Luxemburgische Zeitgeschichte

Protecting the eyewitnesses in the ongoing war situation

Protecting the eyewitnesses in the ongoing war situation
The U-CORE project is designing best practices for 21st-century oral history.

The U-CORE team (Researching the Collecting, Preserving, Analyzing, and Disclosing of Ukrainian Testimonies of the War, project leader Prof. Machteld Venken) has developed a workflow that can be used and applied by others collecting personal memories in conflict zones. The aim is to ensure that not only are testimonies preserved for future generations of historians, but that the eyewitnesses are also protected now. 

 

Humans as a Valuable Source of Information

The current conflicts around the world and the spread of manipulated or AI generated visual information bring oral history to the forefront as a method of documenting war through the eyes of witnesses. Being able to rely on firsthand experiences in historiographical research is a well-established and proven method. However, the situation changes when people are speaking about ongoing wars. Their testimonies could potentially create serious risks for themselves, either now or in the future, depending on how the war concludes. Therefore, all testimonies should be treated preventing data breaches. How can this be achieved? U-CORE team is designing a workflow.  

Securing Collected Information in Three Locations

First, we differentiate the data and divide it into three categories: personal data of the narrator, a pseudonymized audio testimony file, and the pseudonymization key. The design of our workflow proposes to store every type of information in a different location, so that a potential hacker would need to access three separate servers to connect all the dots. Knowing what a person said in the pseudonymized interview won't reveal their identity, just as having their personal data won’t disclose what they said as the pseudonym key alone. 

 

Additional Protection Measures

To ensure that the data cannot be leaked before it reaches secure locations, interviews are recorded on an encrypted recorder operated by the interviewer, Dr. Kateryna Zakharchuk. The audio file is then transferred to the encrypted server of the FHSE-MediaCentre, before being managed in the CatDV catalog for audiovisual products. By this point, the eyewitness's identity is already pseudonymized, so the audio testimony should be disconnected from the narrator's personal data. 

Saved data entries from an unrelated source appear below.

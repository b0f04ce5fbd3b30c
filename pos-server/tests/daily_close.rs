//! End-of-day closing state machine tests
//!
//! Exercises the daily report repository against a real SQLite database:
//! the atomic close upsert, conflict on double-close, and the
//! administrative reset.

use std::sync::atomic::{AtomicI64, Ordering};

use chrono::NaiveDate;
use pos_server::db::DbService;
use pos_server::db::repository::{RepoError, daily_report};
use pos_server::utils::time;
use sqlx::SqlitePool;

const TZ: chrono_tz::Tz = chrono_tz::UTC;

static NEXT_ID: AtomicI64 = AtomicI64::new(1);

async fn setup() -> (tempfile::TempDir, SqlitePool) {
    let dir = tempfile::tempdir().expect("create temp dir");
    let db_path = dir.path().join("test.db");
    let db = DbService::new(&db_path.to_string_lossy())
        .await
        .expect("open test database");
    (dir, db.pool)
}

async fn insert_order(pool: &SqlitePool, created_at: i64, total: f64) {
    sqlx::query("INSERT INTO orders (id, created_at, total_amount, note) VALUES (?1, ?2, ?3, NULL)")
        .bind(NEXT_ID.fetch_add(1, Ordering::Relaxed))
        .bind(created_at)
        .bind(total)
        .execute(pool)
        .await
        .expect("insert order");
}

fn test_date() -> NaiveDate {
    NaiveDate::from_ymd_opt(2026, 3, 10).unwrap()
}

#[tokio::test]
async fn close_freezes_ledger_totals() {
    let (_dir, pool) = setup().await;
    let date = test_date();
    let day_start = time::day_start_millis(date, TZ);
    let day_end = time::day_end_millis(date, TZ);

    insert_order(&pool, day_start + 9 * time::HOUR_MILLIS, 10.0).await;
    insert_order(&pool, day_start + 12 * time::HOUR_MILLIS, 25.5).await;
    insert_order(&pool, day_start + 21 * time::HOUR_MILLIS, 4.5).await;
    // Previous day: must not count
    insert_order(&pool, day_start - time::HOUR_MILLIS, 99.0).await;

    let report = daily_report::close(&pool, "2026-03-10", day_start, day_end)
        .await
        .expect("close should succeed");

    assert!(report.closed);
    assert_eq!(report.business_date, "2026-03-10");
    assert_eq!(report.total_orders, 3);
    assert!((report.total_sales - 40.0).abs() < 1e-9);
    assert!(report.closed_at.is_some());
}

#[tokio::test]
async fn close_twice_returns_conflict() {
    let (_dir, pool) = setup().await;
    let date = test_date();
    let day_start = time::day_start_millis(date, TZ);
    let day_end = time::day_end_millis(date, TZ);

    daily_report::close(&pool, "2026-03-10", day_start, day_end)
        .await
        .expect("first close succeeds");

    let second = daily_report::close(&pool, "2026-03-10", day_start, day_end).await;
    assert!(matches!(second, Err(RepoError::Conflict(_))));
}

#[tokio::test]
async fn concurrent_closes_have_exactly_one_winner() {
    let (_dir, pool) = setup().await;
    let date = test_date();
    let day_start = time::day_start_millis(date, TZ);
    let day_end = time::day_end_millis(date, TZ);

    insert_order(&pool, day_start + 10 * time::HOUR_MILLIS, 12.0).await;
    insert_order(&pool, day_start + 11 * time::HOUR_MILLIS, 8.0).await;

    const CLOSERS: usize = 8;
    let mut tasks = tokio::task::JoinSet::new();
    for _ in 0..CLOSERS {
        let pool = pool.clone();
        tasks.spawn(async move {
            daily_report::close(&pool, "2026-03-10", day_start, day_end).await
        });
    }

    let mut successes = 0;
    let mut conflicts = 0;
    while let Some(joined) = tasks.join_next().await {
        match joined.expect("closer task must not panic") {
            Ok(report) => {
                successes += 1;
                assert_eq!(report.total_orders, 2);
                assert!((report.total_sales - 20.0).abs() < 1e-9);
            }
            Err(RepoError::Conflict(_)) => conflicts += 1,
            Err(other) => panic!("unexpected close error: {other}"),
        }
    }

    assert_eq!(successes, 1, "exactly one closer may win");
    assert_eq!(conflicts, CLOSERS - 1);
}

#[tokio::test]
async fn closed_totals_ignore_late_ledger_inserts() {
    let (_dir, pool) = setup().await;
    let date = test_date();
    let day_start = time::day_start_millis(date, TZ);
    let day_end = time::day_end_millis(date, TZ);

    insert_order(&pool, day_start + 13 * time::HOUR_MILLIS, 30.0).await;
    let frozen = daily_report::close(&pool, "2026-03-10", day_start, day_end)
        .await
        .expect("close succeeds");

    // A late order lands in the ledger after closing
    insert_order(&pool, day_start + 14 * time::HOUR_MILLIS, 100.0).await;

    let after = daily_report::find_by_date(&pool, "2026-03-10")
        .await
        .expect("status read succeeds")
        .expect("report exists");
    assert_eq!(after.total_orders, frozen.total_orders);
    assert_eq!(after.total_sales, frozen.total_sales);
    assert_eq!(after.closed_at, frozen.closed_at);
}

#[tokio::test]
async fn status_reads_are_idempotent() {
    let (_dir, pool) = setup().await;
    let date = test_date();
    let day_start = time::day_start_millis(date, TZ);
    let day_end = time::day_end_millis(date, TZ);

    // Open day: no record either time
    let open_a = daily_report::find_by_date(&pool, "2026-03-10").await.unwrap();
    let open_b = daily_report::find_by_date(&pool, "2026-03-10").await.unwrap();
    assert!(open_a.is_none());
    assert!(open_b.is_none());

    daily_report::close(&pool, "2026-03-10", day_start, day_end)
        .await
        .expect("close succeeds");

    let closed_a = daily_report::find_by_date(&pool, "2026-03-10").await.unwrap().unwrap();
    let closed_b = daily_report::find_by_date(&pool, "2026-03-10").await.unwrap().unwrap();
    assert_eq!(closed_a.closed, closed_b.closed);
    assert_eq!(closed_a.closed_at, closed_b.closed_at);
    assert_eq!(closed_a.total_orders, closed_b.total_orders);
    assert_eq!(closed_a.total_sales, closed_b.total_sales);
}

#[tokio::test]
async fn clear_reopens_the_day() {
    let (_dir, pool) = setup().await;
    let date = test_date();
    let day_start = time::day_start_millis(date, TZ);
    let day_end = time::day_end_millis(date, TZ);

    daily_report::close(&pool, "2026-03-10", day_start, day_end)
        .await
        .expect("first close succeeds");

    daily_report::clear(&pool, "2026-03-10")
        .await
        .expect("clear succeeds");
    assert!(
        daily_report::find_by_date(&pool, "2026-03-10")
            .await
            .unwrap()
            .is_none()
    );

    // Clearing an already-open day is a no-op, not an error
    daily_report::clear(&pool, "2026-03-10")
        .await
        .expect("clearing an open day succeeds");

    // The day can be closed again after the reset
    let reclosed = daily_report::close(&pool, "2026-03-10", day_start, day_end).await;
    assert!(reclosed.is_ok());
}

#[tokio::test]
async fn close_with_empty_ledger_freezes_zeros() {
    let (_dir, pool) = setup().await;
    let date = test_date();
    let day_start = time::day_start_millis(date, TZ);
    let day_end = time::day_end_millis(date, TZ);

    let report = daily_report::close(&pool, "2026-03-10", day_start, day_end)
        .await
        .expect("closing an empty day succeeds");
    assert!(report.closed);
    assert_eq!(report.total_orders, 0);
    assert_eq!(report.total_sales, 0.0);
}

Making the Testimony Available to the Public

The current U-CORE collection contains over 400 interviews conducted with Ukrainians in Luxembourg, Poland, and Ukraine, gathered in a central digital environment according to the data model developed by Dr. Inna Ganschow. A part of the collection is intended to be accessible not only to the research team but also to the general public, students, and journalists on the Oral History Digital platform. Some interviews are as long as 9 hours, with the average duration being around 2 hours. To simplify navigation within the interview collection, developer Pin Zhu and student assistant Vladyslav Siulhin have worked on connecting interview transcriptions with audio files using locally used tolls or secured web services. The idea is to use the transcription for full-text research while allowing users to listen to specific segments through synchronized subtitles. The management of audiovisual files, including storage on the encrypted server, pseudonymization, and metadata insertion, is handled by multimedia technician Alexandre Germain of the FHSE-MediaCentre.

The following visualization shows the process of converting human-made interview transcriptions from Poland and Ukraine into subtitles. The Luxembourg team uses the Automatic Speech Recognition AI tool HappyScribe, which can operate offline after a data-sharing agreement was signed with the company. HappyScribe delivers the transcription in subtitle format. For the Polish and Ukrainian teams’ interview transcriptions, the following algorithm was developed to generate timestamps and align them with transcription: 

  1. Modify the Interview Transcript: Reformat the document so that each sentence starts on a new line. 
  2. Generate a TextGrid File: Use the BAS service to create a '.TextGrid' file from the reformatted text and audio. 
  3. Extract Timecodes: Process the '.TextGrid' file generated in step 2 to produce a '.txt' file with timecodes for each sentence. 
  4. Convert to SRT Format to create subtitles: Transform the '.txt' file from step 3 into a '.srt' subtitle file. 

BAS, the Bayerisches Archiv für Sprachsignale, are a potential partner for the long-term preservation of the future Luxembourgish interview archive of U-CORE, which could be connected to the Oral History Digital platform. A signed joint processing agreement with this platform facilitates cooperation with tools offered by BAS. 

All this work by researchers, technicians, developers, and students is driven by a humanitarian approach to this precious and potentially sensitive collection of war testimonies about the Russian full-scale invasion of Ukraine.